Humans love to devour drugs like candy.

Users populate all spheres of life, from doctors to homeless junkies, politicians, and middle-class functionaries; some are open about their habit, others invest money and energy in keeping it a secret. Athletes are no different. They are humans too, after all.

Yes, somebody aspiring to compete in the Tour de France will dabble in performance enhancers to gain the extra edge. Another might turn to opioids to ease the chronic pain of a critical injury or binge on antidepressants to deal with their sport's psychological pressures. Many love to party.

Nothing is new in the world of sports. Substance abuse by athletes is old as competition. Ancient Greek Olympic champions indulged in wine-potions and hallucinogens to prepare for games. Roman gladiators made their horses run faster with honey alcohol known as hydromel, while they used strychnine on themselves to stay awake and kill harder. Coaches fed athletes diverse mixtures of caffeine with cocaine and heroin throughout the first quarter of 20th century.

This darker side of athletics remains buried from the public eye because of society's idolization of an archetypal hero immune to vice and pain. Professional leagues impose a wide range of swift punishment ranging from fines to forced rehabs and suspensions for players tested positive to reinforce the myth.

The manufactured illusion forces athletes to suffer in silence. Nobody talks about the painkiller epidemic amongst retired NFL players, who are four times more likely to misuse opioids than the general population according to a University of Washington in St-Louis study, or that athletes often suffer severe depressions and chronic pain long after their careers are over.
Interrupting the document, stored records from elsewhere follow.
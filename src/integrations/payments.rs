//! Payment capture verification.

use async_trait::async_trait;
use mockall::automock;
use reqwest::Client;
use rust_decimal::Decimal;
use serde::Deserialize;
use thiserror::Error;

use crate::config::PaypalConfig;
use crate::domain::money;

#[derive(Debug, Clone, PartialEq, Eq)]
pub struct PaymentCapture {
    pub id: String,
    pub status: String,
    pub amount: Decimal,
    pub currency: String,
}

impl PaymentCapture {
    pub fn is_completed(&self) -> bool {
        self.status.eq_ignore_ascii_case("COMPLETED")
    }

    /// The capture settled in full for `expected` USD.
    pub fn covers(&self, expected: Decimal) -> bool {
        self.is_completed()
            && self.currency.eq_ignore_ascii_case("USD")
            && money::round_currency(self.amount) == money::round_currency(expected)
    }
}

#[derive(Debug, Error)]
pub enum PaymentError {
    #[error("http error: {0}")]
    Http(#[from] reqwest::Error),

    #[error("payment not found: {0}")]
    NotFound(String),

    #[error("payment provider error: {0}")]
    Provider(String),

    #[error("payments are not configured")]
    NotConfigured,
}

#[automock]
#[async_trait]
pub trait PaymentGateway: Send + Sync {
    /// Look up a captured payment by the provider's order id.
    async fn verify_capture(&self, payment_id: &str) -> Result<PaymentCapture, PaymentError>;
}

#[derive(Debug, Clone)]
pub struct PaypalGateway {
    config: PaypalConfig,
    http: Client,
}

impl PaypalGateway {
    pub fn new(config: PaypalConfig) -> Self {
        Self {
            config,
            http: Client::new(),
        }
    }

    async fn access_token(&self) -> Result<String, PaymentError> {
        let response = self
            .http
            .post(format!("{}/v1/oauth2/token", self.config.api_base))
            .basic_auth(&self.config.client_id, Some(&self.config.client_secret))
            .form(&[("grant_type", "client_credentials")])
            .send()
            .await?;

        if !response.status().is_success() {
            let status = response.status();
            let text = response.text().await.unwrap_or_default();
            return Err(PaymentError::Provider(format!(
                "token request failed with status {status}: {text}"
            )));
        }

        let parsed: TokenResponse = response.json().await?;
        Ok(parsed.access_token)
    }
}

#[derive(Debug, Deserialize)]
struct TokenResponse {
    access_token: String,
}

#[derive(Debug, Deserialize)]
struct OrderResponse {
    id: String,
    status: String,
    #[serde(default)]
    purchase_units: Vec<PurchaseUnit>,
}

#[derive(Debug, Deserialize)]
struct PurchaseUnit {
    amount: Amount,
}

#[derive(Debug, Deserialize)]
struct Amount {
    currency_code: String,
    value: String,
}

#[async_trait]
impl PaymentGateway for PaypalGateway {
    async fn verify_capture(&self, payment_id: &str) -> Result<PaymentCapture, PaymentError> {
        let token = self.access_token().await?;
        let response = self
            .http
            .get(format!(
                "{}/v2/checkout/orders/{}",
                self.config.api_base, payment_id
            ))
            .bearer_auth(token)
            .send()
            .await?;

        if response.status() == reqwest::StatusCode::NOT_FOUND {
            return Err(PaymentError::NotFound(payment_id.to_string()));
        }
        if !response.status().is_success() {
            let status = response.status();
            let text = response.text().await.unwrap_or_default();
            return Err(PaymentError::Provider(format!(
                "order lookup failed with status {status}: {text}"
            )));
        }

        let order: OrderResponse = response.json().await?;
        let mut amount = Decimal::ZERO;
        let mut currency = String::new();
        for unit in &order.purchase_units {
            amount += money::parse_lenient(&unit.amount.value);
            currency = unit.amount.currency_code.clone();
        }

        Ok(PaymentCapture {
            id: order.id,
            status: order.status,
            amount,
            currency,
        })
    }
}

#[derive(Debug, Clone, Default)]
pub struct DisabledPayments;

#[async_trait]
impl PaymentGateway for DisabledPayments {
    async fn verify_capture(&self, _payment_id: &str) -> Result<PaymentCapture, PaymentError> {
        Err(PaymentError::NotConfigured)
    }
}
use std::sync::Arc;

use crate::{
    config::AppConfig,
    db::{DbPool, OrmConn},
    integrations::{
        CloudinaryStorage, DisabledMailer, DisabledPayments, DisabledStorage, Mailer,
        ObjectStorage, PaymentGateway, PaypalGateway, ResendMailer,
    },
};

#[derive(Clone)]
pub struct AppState {
    pub pool: DbPool,
    pub orm: OrmConn,
    pub config: Arc<AppConfig>,
    pub storage: Arc<dyn ObjectStorage>,
    pub mailer: Arc<dyn Mailer>,
    pub payments: Arc<dyn PaymentGateway>,
}

impl AppState {
    /// Wire the real collaborators for whatever credentials are configured.
    pub fn new(pool: DbPool, orm: OrmConn, config: AppConfig) -> Self {
        let storage: Arc<dyn ObjectStorage> = match config.cloudinary.clone() {
            Some(cfg) => Arc::new(CloudinaryStorage::new(cfg)),
            None => Arc::new(DisabledStorage),
        };
        let mailer: Arc<dyn Mailer> = match config.resend.clone() {
            Some(cfg) => Arc::new(ResendMailer::new(cfg)),
            None => Arc::new(DisabledMailer),
        };
        let payments: Arc<dyn PaymentGateway> = match config.paypal.clone() {
            Some(cfg) => Arc::new(PaypalGateway::new(cfg)),
            None => Arc::new(DisabledPayments),
        };

        Self {
            pool,
            orm,
            config: Arc::new(config),
            storage,
            mailer,
            payments,
        }
    }

    pub fn with_storage(mut self, storage: Arc<dyn ObjectStorage>) -> Self {
        self.storage = storage;
        self
    }

    pub fn with_mailer(mut self, mailer: Arc<dyn Mailer>) -> Self {
        self.mailer = mailer;
        self
    }

    pub fn with_payments(mut self, payments: Arc<dyn PaymentGateway>) -> Self {
        self.payments = payments;
        self
    }
}
use anyhow::Result;
use sea_orm::{ConnectionTrait, DatabaseConnection, SqlxPostgresConnector, Statement};
use sqlx::postgres::PgPoolOptions;
use std::path::PathBuf;
use std::time::Duration;
use tokio::fs;

pub type DbPool = sqlx::PgPool;
pub type OrmConn = DatabaseConnection;

/// Create the sqlx pool shared by raw queries and the ORM.
pub async fn create_pool(database_url: &str) -> Result<DbPool> {
    let pool = PgPoolOptions::new()
        .max_connections(10)
        .acquire_timeout(Duration::from_secs(5))
        .connect(database_url)
        .await?;
    Ok(pool)
}

/// Pool that only connects on first use.
pub fn create_lazy_pool(database_url: &str) -> Result<DbPool> {
    let pool = PgPoolOptions::new()
        .max_connections(5)
        .acquire_timeout(Duration::from_secs(2))
        .connect_lazy(database_url)?;
    Ok(pool)
}

/// Wrap an existing pool in a SeaORM connection.
pub fn create_orm_conn(pool: &DbPool) -> OrmConn {
    SqlxPostgresConnector::from_sqlx_postgres_pool(pool.clone())
}

/// Minimal migration runner that executes SQL files in `migrations/` in filename order.
/// Migration files only contain idempotent DDL, so re-running them is safe.
pub async fn run_migrations(conn: &DatabaseConnection) -> Result<()> {
    let mut entries = fs::read_dir("migrations").await?;
    let mut files: Vec<PathBuf> = Vec::new();
    while let Some(entry) = entries.next_entry().await? {
        let path = entry.path();
        if path.is_file() && path.extension().is_some_and(|ext| ext == "sql") {
            files.push(path);
        }
    }
    files.sort();

    let backend = conn.get_database_backend();
    for file in files {
        tracing::debug!(file = %file.display(), "applying migration");
        let sql = fs::read_to_string(&file).await?;
        // Postgres prepared statements cannot contain multiple commands,
        // so split the migration file and run each statement individually.
        for stmt in sql.split(';') {
            let stmt = stmt.trim();
            if stmt.is_empty() {
                continue;
            }
            let statement = format!("{stmt};");
            conn.execute(Statement::from_string(backend, statement))
                .await?;
        }
    }

    Ok(())
}
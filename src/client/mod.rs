pub mod api;
pub mod mirror;

pub use api::{ApiClient, ClientError};
pub use mirror::{CartBackend, CartMirror, PendingChange};
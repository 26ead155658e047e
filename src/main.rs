use std::{net::SocketAddr, time::Duration};

use anyhow::Context;
use tracing_subscriber::{layer::SubscriberExt, util::SubscriberInitExt};

use sellbetter_api::{
    config::AppConfig,
    db::{create_orm_conn, create_pool, run_migrations},
    outbox::spawn_dispatcher,
    routes::app,
    state::AppState,
};

#[tokio::main]
async fn main() -> anyhow::Result<()> {
    dotenvy::dotenv().ok();
    tracing_subscriber::registry()
        .with(
            tracing_subscriber::EnvFilter::try_from_default_env()
                .unwrap_or_else(|_| "info,sellbetter_api=debug".into()),
        )
        .with(tracing_subscriber::fmt::layer())
        .init();

    let config = AppConfig::from_env()?;
    config
        .cloudinary
        .as_ref()
        .context("CLOUDINARY_CLOUD_NAME, CLOUDINARY_API_KEY and CLOUDINARY_API_SECRET must be set")?;
    config
        .resend
        .as_ref()
        .context("RESEND_API_KEY must be set")?;
    if config.paypal.is_none() {
        tracing::warn!("PayPal credentials not set, payment ids cannot be verified");
    }

    let pool = create_pool(&config.database_url).await?;
    let orm = create_orm_conn(&pool);
    run_migrations(&orm).await?;

    let addr = SocketAddr::from((config.host.parse::<std::net::IpAddr>()?, config.port));
    let outbox_every = Duration::from_secs(config.outbox_interval_secs.max(1));
    let state = AppState::new(pool, orm, config);

    let dispatcher = spawn_dispatcher(state.clone(), outbox_every);
    let app = app(state);

    tracing::info!("listening on {}", addr);
    axum::serve(tokio::net::TcpListener::bind(addr).await?, app).await?;

    dispatcher.abort();
    Ok(())
}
Cannabis is a hot topic in sports these days. The widespread of legalization and professional player uprisings shake the foundations of an otherwise conservative professional sports establishment. This article follows the Active Stoner who explores the taboo world of weed in sports as he keeps himself healthy, despite partaking in the marvel of the plant, hoping to shatter the stigma one rep at a time.

5:21 AM

The sun rises early today. The sky brightens up. Summer is a few weeks away, a refreshing shift after a long and weird springless winter.

I hop out of bed and immediately drink a tall glass of lemon water with a pinch of black salt. My morning routine takes twenty minutes to finish. I meditate ten minutes, then fill out a grateful log before a quick bout of reading and writing.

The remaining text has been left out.